**Material provided:**
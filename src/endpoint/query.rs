//! Flat key-value access to query and body parameters.
use std::borrow::{Borrow, Cow};
use std::collections::HashMap;
use std::hash::{BuildHasher, Hash};
use std::iter::FromIterator;
use std::str::FromStr;

/// Allows access to the parameters in an url query or a form body.
///
/// Basically any 'str-like to str-like' map works, popular instances being
/// `HashMap<String, String>` and `Vec<(String, String)>`. The flows only
/// ever read parameters that appear exactly once.
pub trait QueryParameter {
    /// Get the **unique** value associated with a key.
    ///
    /// If the key appears several times, return `None`. Treating repeated
    /// parameters as absent prevents confusion between components parsing
    /// the same request from different ends.
    fn unique_value(&self, key: &str) -> Option<Cow<str>>;

    /// Guarantees that one can grab an owned copy.
    fn normalize(&self) -> NormalizedParameter;
}

/// The query parameter normal form.
///
/// Stores each key with its unique value, or with `None` when the key was
/// encountered more than once and is thus poisoned.
#[derive(Clone, Debug, Default)]
pub struct NormalizedParameter {
    inner: HashMap<Cow<'static, str>, Option<Cow<'static, str>>>,
}

impl NormalizedParameter {
    /// Create an empty parameter map.
    pub fn new() -> NormalizedParameter {
        NormalizedParameter::default()
    }

    /// Insert a key-value pair, or mark the key as dead if already present.
    ///
    /// Since each key must appear at most once, the key is not removed but
    /// instead remembered as having a duplicate entry.
    pub fn insert_or_poison(&mut self, key: Cow<'static, str>, value: Cow<'static, str>) {
        self.inner
            .entry(key)
            .and_modify(|unique| *unique = None)
            .or_insert_with(|| Some(value));
    }
}

impl QueryParameter for NormalizedParameter {
    fn unique_value(&self, key: &str) -> Option<Cow<str>> {
        self.inner
            .get(key)
            .and_then(|value| value.as_ref().map(Cow::as_ref).map(Cow::Borrowed))
    }

    fn normalize(&self) -> NormalizedParameter {
        self.clone()
    }
}

/// Decode an `application/x-www-form-urlencoded` string.
impl FromStr for NormalizedParameter {
    type Err = serde_urlencoded::de::Error;

    fn from_str(encoded: &str) -> Result<Self, Self::Err> {
        let pairs: Vec<(String, String)> = serde_urlencoded::from_str(encoded)?;
        Ok(pairs.into_iter().collect())
    }
}

impl<K, V> FromIterator<(K, V)> for NormalizedParameter
where
    K: Into<Cow<'static, str>>,
    V: Into<Cow<'static, str>>,
{
    fn from_iter<I>(iter: I) -> Self
    where
        I: IntoIterator<Item = (K, V)>,
    {
        let mut target = NormalizedParameter::default();
        iter.into_iter()
            .for_each(|(key, value)| target.insert_or_poison(key.into(), value.into()));
        target
    }
}

impl Borrow<dyn QueryParameter> for NormalizedParameter {
    fn borrow(&self) -> &(dyn QueryParameter + 'static) {
        self
    }
}

impl ToOwned for dyn QueryParameter {
    type Owned = NormalizedParameter;

    fn to_owned(&self) -> Self::Owned {
        self.normalize()
    }
}

impl<K, V, S: BuildHasher> QueryParameter for HashMap<K, V, S>
where
    K: Borrow<str> + Eq + Hash,
    V: AsRef<str>,
{
    fn unique_value(&self, key: &str) -> Option<Cow<str>> {
        self.get(key).map(|value| Cow::Borrowed(value.as_ref()))
    }

    fn normalize(&self) -> NormalizedParameter {
        self.iter()
            .map(|(key, value)| (key.borrow().to_string(), value.as_ref().to_string()))
            .collect()
    }
}

impl<K, V> QueryParameter for Vec<(K, V)>
where
    K: Borrow<str>,
    V: Borrow<str>,
{
    fn unique_value(&self, key: &str) -> Option<Cow<str>> {
        let mut value = None;

        for entry in self.iter() {
            if entry.0.borrow() == key {
                if value.is_some() {
                    return None;
                }
                value = Some(Cow::Borrowed(entry.1.borrow()));
            }
        }

        value
    }

    fn normalize(&self) -> NormalizedParameter {
        self.iter()
            .map(|(key, value)| (key.borrow().to_string(), value.borrow().to_string()))
            .collect()
    }
}

impl<'a, Q: QueryParameter + 'a + ?Sized> QueryParameter for &'a Q {
    fn unique_value(&self, key: &str) -> Option<Cow<str>> {
        (**self).unique_value(key)
    }

    fn normalize(&self) -> NormalizedParameter {
        (**self).normalize()
    }
}

#[cfg(test)]
mod tests {
    use super::*;

    #[test]
    fn repeated_keys_are_poisoned() {
        let params: NormalizedParameter =
            vec![("grant_type", "password"), ("grant_type", "device"), ("scope", "read")]
                .into_iter()
                .collect();

        assert_eq!(params.unique_value("grant_type"), None);
        assert_eq!(params.unique_value("scope").as_deref(), Some("read"));
        assert_eq!(params.unique_value("missing"), None);
    }

    #[test]
    fn form_decoding() {
        let params: NormalizedParameter =
            "grant_type=authorization_code&code=C&redirect_uri=https%3A%2F%2Fx%2Fcb"
                .parse()
                .unwrap();

        assert_eq!(params.unique_value("grant_type").as_deref(), Some("authorization_code"));
        assert_eq!(params.unique_value("redirect_uri").as_deref(), Some("https://x/cb"));
    }

    #[test]
    fn vec_source_reports_duplicates_as_absent() {
        let params = vec![("a", "1"), ("a", "2"), ("b", "3")];
        assert_eq!(params.unique_value("a"), None);
        assert_eq!(params.unique_value("b").as_deref(), Some("3"));

        let normalized = params.normalize();
        assert_eq!(normalized.unique_value("a"), None);
        assert_eq!(normalized.unique_value("b").as_deref(), Some("3"));
    }

    /// Compilation check for the intended `QueryParameter` sources.
    #[allow(dead_code)]
    fn sources() {
        let _ = (&HashMap::<String, String>::new()) as &dyn QueryParameter;
        let _ = (&HashMap::<&'static str, &'static str>::new()) as &dyn QueryParameter;
        let _ = (&Vec::<(String, String)>::new()) as &dyn QueryParameter;
    }
}
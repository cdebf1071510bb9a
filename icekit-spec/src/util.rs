/*!
This module provides utility functions.
*/
use url::Url;

/// Strips URL scheme and authority components from a path string
///
/// # Arguments
/// * `path` - A string that may be a URL or plain path
///
/// # Returns
/// The path component of the URL, or the original string if it's not a valid URL
///
/// # Examples
/// ```
/// use icekit_spec::util::strip_prefix;
/// assert_eq!(strip_prefix("s3://bucket/path"), "/path");
/// assert_eq!(strip_prefix("/plain/path"), "/plain/path");
/// ```
pub fn strip_prefix(path: &str) -> String {
    match Url::parse(path) {
        Ok(url) => String::from(url.path()),
        Err(_) => String::from(path),
    }
}

#[cfg(test)]
mod tests {
    use crate::util::strip_prefix;
    #[test]
    fn strip_prefix_behaves_as_expected() {
        assert_eq!(strip_prefix("/a/b"), "/a/b");
        assert_eq!(strip_prefix("memory:///a/b"), "/a/b");
        assert_eq!(strip_prefix("file:///a/b"), "/a/b");
        assert_eq!(strip_prefix("s3://bucket/a/b"), "/a/b");
        assert_eq!(strip_prefix("gs://bucket/a/b"), "/a/b");
        assert_eq!(strip_prefix("az://bucket/a/b"), "/a/b");
    }
}
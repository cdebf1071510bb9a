/*!
 * Partitioning
 *
 * Partition specs are carried as metadata only. Transforms are named here but
 * never evaluated.
*/

use std::{
    fmt::{self, Display},
    str,
};

use derive_getters::Getters;
use serde::{
    de::{Error as SerdeError, IntoDeserializer},
    Deserialize, Deserializer, Serialize, Serializer,
};

use derive_builder::Builder;

use crate::error::Error;

/// Id of the partition spec created together with a table
pub static DEFAULT_PARTITION_SPEC_ID: i32 = 0;

/// Partition field ids of format version 1 tables start here
pub(crate) static PARTITION_FIELD_ID_START: i32 = 1000;

#[derive(Debug, Serialize, Deserialize, PartialEq, Eq, Clone)]
#[serde(rename_all = "lowercase", remote = "Self")]
/// A Transform that is applied to each source column to produce a partition value.
pub enum Transform {
    /// Source value, unmodified
    Identity,
    /// Hash of value, mod N
    Bucket(u32),
    /// Value truncated to width
    Truncate(u32),
    /// Extract a date or timestamp year as years from 1970
    Year,
    /// Extract a date or timestamp month as months from 1970-01-01
    Month,
    /// Extract a date or timestamp day as days from 1970-01-01
    Day,
    /// Extract a date or timestamp hour as hours from 1970-01-01 00:00:00
    Hour,
    /// Always produces `null`
    Void,
}

/// Parses the `[n]` argument of `bucket[n]` and `truncate[n]`
fn parse_width<E: SerdeError>(arg: &str) -> Result<u32, E> {
    arg.trim_start_matches('[')
        .trim_end_matches(']')
        .parse()
        .map_err(E::custom)
}

impl<'de> Deserialize<'de> for Transform {
    fn deserialize<D>(deserializer: D) -> Result<Self, D::Error>
    where
        D: Deserializer<'de>,
    {
        let s = String::deserialize(deserializer)?;
        if let Some(arg) = s.strip_prefix("bucket") {
            parse_width(arg).map(Transform::Bucket)
        } else if let Some(arg) = s.strip_prefix("truncate") {
            parse_width(arg).map(Transform::Truncate)
        } else {
            Transform::deserialize(s.into_deserializer())
        }
    }
}

impl Serialize for Transform {
    fn serialize<S>(&self, serializer: S) -> Result<S::Ok, S::Error>
    where
        S: Serializer,
    {
        match self {
            Transform::Bucket(_) | Transform::Truncate(_) => {
                serializer.serialize_str(&self.to_string())
            }
            x => Transform::serialize(x, serializer),
        }
    }
}

impl Display for Transform {
    fn fmt(&self, f: &mut fmt::Formatter<'_>) -> fmt::Result {
        match self {
            Transform::Identity => write!(f, "identity"),
            Transform::Year => write!(f, "year"),
            Transform::Month => write!(f, "month"),
            Transform::Day => write!(f, "day"),
            Transform::Hour => write!(f, "hour"),
            Transform::Bucket(i) => write!(f, "bucket[{i}]"),
            Transform::Truncate(i) => write!(f, "truncate[{i}]"),
            Transform::Void => write!(f, "void"),
        }
    }
}

#[derive(Debug, Serialize, Deserialize, PartialEq, Eq, Clone, Getters)]
#[serde(rename_all = "kebab-case")]
/// Partition fields capture the transform from table data to partition values.
pub struct PartitionField {
    /// A source column id from the table’s schema
    source_id: i32,
    /// Unique across all partition specs of a table
    field_id: i32,
    /// A partition name.
    name: String,
    /// A transform that is applied to the source column to produce a partition value.
    transform: Transform,
}

impl PartitionField {
    /// Create a new PartitionField
    pub fn new(source_id: i32, field_id: i32, name: &str, transform: Transform) -> Self {
        Self {
            source_id,
            field_id,
            name: name.to_string(),
            transform,
        }
    }
}

/// Partition field of a format version 1 spec, where the field id may be missing
#[derive(Debug, Serialize, Deserialize, PartialEq, Eq, Clone)]
#[serde(rename_all = "kebab-case")]
pub(crate) struct PartitionFieldV1 {
    pub source_id: i32,
    #[serde(skip_serializing_if = "Option::is_none")]
    pub field_id: Option<i32>,
    pub name: String,
    pub transform: Transform,
}

impl PartitionFieldV1 {
    /// Assigns missing ids by position, the way version 1 writers did
    pub(crate) fn into_field(self, position: usize) -> Result<PartitionField, Error> {
        let field_id = match self.field_id {
            Some(id) => id,
            None => PARTITION_FIELD_ID_START + i32::try_from(position)?,
        };
        Ok(PartitionField {
            source_id: self.source_id,
            field_id,
            name: self.name,
            transform: self.transform,
        })
    }
}

impl From<PartitionField> for PartitionFieldV1 {
    fn from(value: PartitionField) -> Self {
        PartitionFieldV1 {
            source_id: value.source_id,
            field_id: Some(value.field_id),
            name: value.name,
            transform: value.transform,
        }
    }
}

#[derive(Debug, Serialize, Deserialize, PartialEq, Eq, Clone, Default, Builder, Getters)]
#[serde(rename_all = "kebab-case")]
#[builder(setter(prefix = "with"), build_fn(error = "Error"))]
/// Partition spec that defines how to produce a tuple of partition values from a record.
pub struct PartitionSpec {
    /// Identifier for PartitionSpec
    #[builder(default = "DEFAULT_PARTITION_SPEC_ID")]
    spec_id: i32,
    /// Details of the partition spec
    #[builder(setter(each(name = "with_partition_field")), default)]
    fields: Vec<PartitionField>,
}

impl PartitionSpec {
    /// Create partition spec builder
    pub fn builder() -> PartitionSpecBuilder {
        PartitionSpecBuilder::default()
    }
    /// A spec without fields
    pub fn unpartitioned() -> Self {
        PartitionSpec::default()
    }
    /// True when the spec has no fields
    pub fn is_unpartitioned(&self) -> bool {
        self.fields.is_empty()
    }
    /// Highest partition field id of the spec
    pub fn highest_field_id(&self) -> Option<i32> {
        self.fields.iter().map(|field| field.field_id).max()
    }
}

impl fmt::Display for PartitionSpec {
    fn fmt(&self, f: &mut fmt::Formatter<'_>) -> fmt::Result {
        write!(
            f,
            "{}",
            &serde_json::to_string(self).map_err(|_| fmt::Error)?,
        )
    }
}

impl str::FromStr for PartitionSpec {
    type Err = Error;
    fn from_str(s: &str) -> Result<Self, Self::Err> {
        serde_json::from_str(s).map_err(Error::from)
    }
}

#[cfg(test)]
mod tests {
    use super::*;

    #[test]
    fn partition_spec() {
        let spec = r#"
        {
        "spec-id": 1,
        "fields": [ {
            "source-id": 4,
            "field-id": 1000,
            "name": "ts_day",
            "transform": "day"
            }, {
            "source-id": 1,
            "field-id": 1001,
            "name": "id_bucket",
            "transform": "bucket[16]"
            }, {
            "source-id": 2,
            "field-id": 1002,
            "name": "id_truncate",
            "transform": "truncate[4]"
            } ]
        }
        "#;

        let partition_spec: PartitionSpec = spec.parse().unwrap();
        assert_eq!(*partition_spec.spec_id(), 1);
        assert_eq!(partition_spec.fields()[0].transform(), &Transform::Day);
        assert_eq!(partition_spec.fields()[1].transform(), &Transform::Bucket(16));
        assert_eq!(partition_spec.fields()[2].transform(), &Transform::Truncate(4));
        assert_eq!(partition_spec.fields()[2].name(), "id_truncate");
        assert_eq!(partition_spec.highest_field_id(), Some(1002));

        let written = serde_json::to_value(&partition_spec).unwrap();
        assert_eq!(written["fields"][1]["transform"], "bucket[16]");
    }

    #[test]
    fn builder_defaults() {
        let spec = PartitionSpec::builder()
            .with_partition_field(PartitionField::new(1, 1000, "id", Transform::Identity))
            .build()
            .unwrap();
        assert_eq!(*spec.spec_id(), DEFAULT_PARTITION_SPEC_ID);
        assert!(!spec.is_unpartitioned());
        assert!(PartitionSpec::unpartitioned().is_unpartitioned());
        assert_eq!(PartitionSpec::unpartitioned().highest_field_id(), None);
    }

    #[test]
    fn bad_transform() {
        assert!(serde_json::from_str::<Transform>(r#""bucket[x]""#).is_err());
        assert!(serde_json::from_str::<Transform>(r#""square""#).is_err());
    }

    #[test]
    fn v1_field_ids_by_position() {
        let field: PartitionFieldV1 =
            serde_json::from_str(r#"{"source-id": 3, "name": "x", "transform": "identity"}"#)
                .unwrap();
        assert_eq!(*field.into_field(2).unwrap().field_id(), 1002);
    }
}
/*! Reading and writing metadata files through an [ObjectStore]
*/
use std::io::BufReader;

use async_trait::async_trait;
use bytes::BytesMut;
use futures::TryStreamExt;
use icekit_spec::{table_metadata::TableMetadata, util::strip_prefix};
use object_store::{GetResultPayload, ObjectStore};
use tracing::{debug, instrument};

use crate::error::Error;

/// Simplify interaction with metadata files
#[async_trait]
pub trait IcebergStore {
    /// Read and parse the metadata file at `location`.
    ///
    /// Files served from the local filesystem are parsed straight from the file
    /// handle on the blocking thread pool. Everything else is parsed from the
    /// collected byte stream. The handle or stream is released when the read ends,
    /// successful or not.
    async fn get_metadata(&self, location: &str) -> Result<TableMetadata, Error>;
    /// Write metadata file to object_storage
    async fn put_metadata(&self, location: &str, metadata: &TableMetadata) -> Result<(), Error>;
}

#[async_trait]
impl<T: ObjectStore + ?Sized> IcebergStore for T {
    #[instrument(level = "debug", skip(self))]
    async fn get_metadata(&self, location: &str) -> Result<TableMetadata, Error> {
        let result = self.get(&strip_prefix(location).into()).await?;
        match result.payload {
            GetResultPayload::File(file, path) => {
                debug!(path = %path.display(), "reading metadata from local file");
                let metadata = tokio::task::spawn_blocking(move || {
                    TableMetadata::from_reader(BufReader::new(file))
                })
                .await??;
                Ok(metadata)
            }
            GetResultPayload::Stream(stream) => {
                let bytes = stream
                    .try_fold(BytesMut::new(), |mut acc, chunk| async move {
                        acc.extend_from_slice(&chunk);
                        Ok::<_, object_store::Error>(acc)
                    })
                    .await?;
                debug!(size = bytes.len(), "read metadata from stream");
                Ok(TableMetadata::from_slice(&bytes)?)
            }
        }
    }

    #[instrument(level = "debug", skip(self, metadata))]
    async fn put_metadata(&self, location: &str, metadata: &TableMetadata) -> Result<(), Error> {
        self.put(
            &strip_prefix(location).into(),
            serde_json::to_vec(metadata)?.into(),
        )
        .await?;

        Ok(())
    }
}

#[cfg(test)]
mod tests {
    use std::{collections::HashMap, sync::Arc};

    use icekit_spec::{
        partition::PartitionSpec,
        schema::Schema,
        sort::SortOrder,
        types::{PrimitiveType, StructField, Type},
    };
    use object_store::{local::LocalFileSystem, memory::InMemory, ObjectStore};
    use uuid::Uuid;

    use super::*;

    fn metadata(location: &str) -> TableMetadata {
        TableMetadata::new_v2(
            Schema::new(
                0,
                vec![StructField::new(
                    1,
                    "id",
                    true,
                    Type::Primitive(PrimitiveType::Long),
                    None,
                )],
            ),
            PartitionSpec::unpartitioned(),
            SortOrder::unsorted(),
            location,
            Uuid::new_v4(),
            HashMap::new(),
        )
        .unwrap()
    }

    #[tokio::test]
    async fn stream_payload() {
        let store: Arc<dyn ObjectStore> = Arc::new(InMemory::new());
        let location = "memory:///warehouse/t/metadata/00000-a.metadata.json";
        let written = metadata("memory:///warehouse/t");
        store.put_metadata(location, &written).await.unwrap();
        let read = store.get_metadata(location).await.unwrap();
        assert_eq!(read, written);
    }

    #[tokio::test]
    async fn file_payload() {
        let dir = tempfile::tempdir().unwrap();
        let store = LocalFileSystem::new_with_prefix(dir.path()).unwrap();
        let location = "/t/metadata/00000-a.metadata.json";
        let written = metadata("/t");
        store.put_metadata(location, &written).await.unwrap();
        let read = store.get_metadata(location).await.unwrap();
        assert_eq!(read, written);
    }

    #[tokio::test]
    async fn missing_and_malformed() {
        let store = InMemory::new();
        assert!(matches!(
            store.get_metadata("/nothing/here.metadata.json").await,
            Err(Error::ObjectStore(_))
        ));

        store
            .put(&"broken.metadata.json".into(), b"{]".to_vec().into())
            .await
            .unwrap();
        assert!(matches!(
            store.get_metadata("/broken.metadata.json").await,
            Err(Error::Iceberg(icekit_spec::error::Error::MalformedMetadata(_)))
        ));
    }
}
/*!
Defines the interface to a table catalog.

A catalog owns exactly one piece of state per table: the location of the table's
current metadata file. Everything else about the table lives in that immutable
file.
*/

use std::fmt::{self, Debug, Display};

use crate::error::Error;

use self::identifier::Identifier;
use self::namespace::Namespace;

pub mod memory;

/// Backend variant of a catalog
#[derive(Debug, Clone, Copy, PartialEq, Eq, Hash)]
pub enum CatalogType {
    /// AWS Glue data catalog
    Glue,
    /// In-process catalog
    Memory,
}

impl Display for CatalogType {
    fn fmt(&self, f: &mut fmt::Formatter<'_>) -> fmt::Result {
        match self {
            CatalogType::Glue => write!(f, "glue"),
            CatalogType::Memory => write!(f, "memory"),
        }
    }
}

/// Where a table's metadata currently lives, as reported by a catalog.
///
/// Created fresh by every catalog query and never updated afterwards.
#[derive(Debug, Clone, PartialEq, Eq)]
pub struct CatalogTable {
    /// Identifier as it was requested or listed
    pub identifier: Identifier,
    /// Location of the current metadata file
    pub metadata_location: String,
    /// Catalog that produced the entry
    pub catalog_type: CatalogType,
}

/// A catalog resolves table identifiers to metadata file locations.
///
/// Implementations must be Send + Sync for concurrent access and Debug for logging.
/// Every operation is a future; dropping it cancels the operation.
#[async_trait::async_trait]
pub trait Catalog: Send + Sync + Debug {
    /// Returns the name of this catalog.
    fn name(&self) -> &str;
    /// Returns the backend variant of this catalog.
    fn catalog_type(&self) -> CatalogType;
    /// Resolves an identifier to the location of the table's current metadata file.
    ///
    /// # Arguments
    /// * `identifier` - The table to look up
    ///
    /// # Returns
    /// * `Result<CatalogTable, Error>` - The identifier, its metadata location and the catalog type
    ///
    /// # Errors
    /// Returns an error if:
    /// * The identifier doesn't have the shape the backend requires (`InvalidIdentifier`)
    /// * The table doesn't exist (`NoSuchTable`)
    /// * The entry isn't an Iceberg table (`NotAnIcebergTable`)
    /// * The backend call fails (`Backend`)
    async fn get_table(&self, identifier: &Identifier) -> Result<CatalogTable, Error>;
    /// Lists the Iceberg tables of a namespace.
    ///
    /// Entries of the namespace that are not Iceberg tables are skipped.
    ///
    /// # Arguments
    /// * `namespace` - The namespace to list
    ///
    /// # Errors
    /// Returns an error if:
    /// * The namespace doesn't have the shape the backend requires (`InvalidIdentifier`)
    /// * The backend call fails (`Backend`)
    async fn list_tables(&self, namespace: &Namespace) -> Result<Vec<CatalogTable>, Error>;
    /// Publishes a new metadata file for a table.
    ///
    /// The swap only happens if the catalog still points to `expected`, the
    /// location the new metadata was derived from.
    ///
    /// # Arguments
    /// * `identifier` - The table to update
    /// * `expected` - Metadata location the commit is based on
    /// * `new` - Location of the already written new metadata file
    ///
    /// # Errors
    /// Returns an error if:
    /// * The catalog points to another location (`CommitConflict`)
    /// * The table doesn't exist (`NoSuchTable`)
    /// * The catalog doesn't support commits (`NotSupported`)
    async fn swap_metadata_location(
        &self,
        identifier: &Identifier,
        expected: &str,
        new: &str,
    ) -> Result<CatalogTable, Error> {
        let _ = (identifier, expected, new);
        Err(Error::NotSupported(format!(
            "Metadata commits for {} catalogs",
            self.catalog_type()
        )))
    }
}

/// Table identifiers
pub mod identifier {
    pub use icekit_spec::identifier::Identifier;
}

/// Namespaces
pub mod namespace {
    pub use icekit_spec::namespace::Namespace;
}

**How to complete this task:** State how many lines of the records above contain "NotSupported", with no words besides the number.

**Result:** 2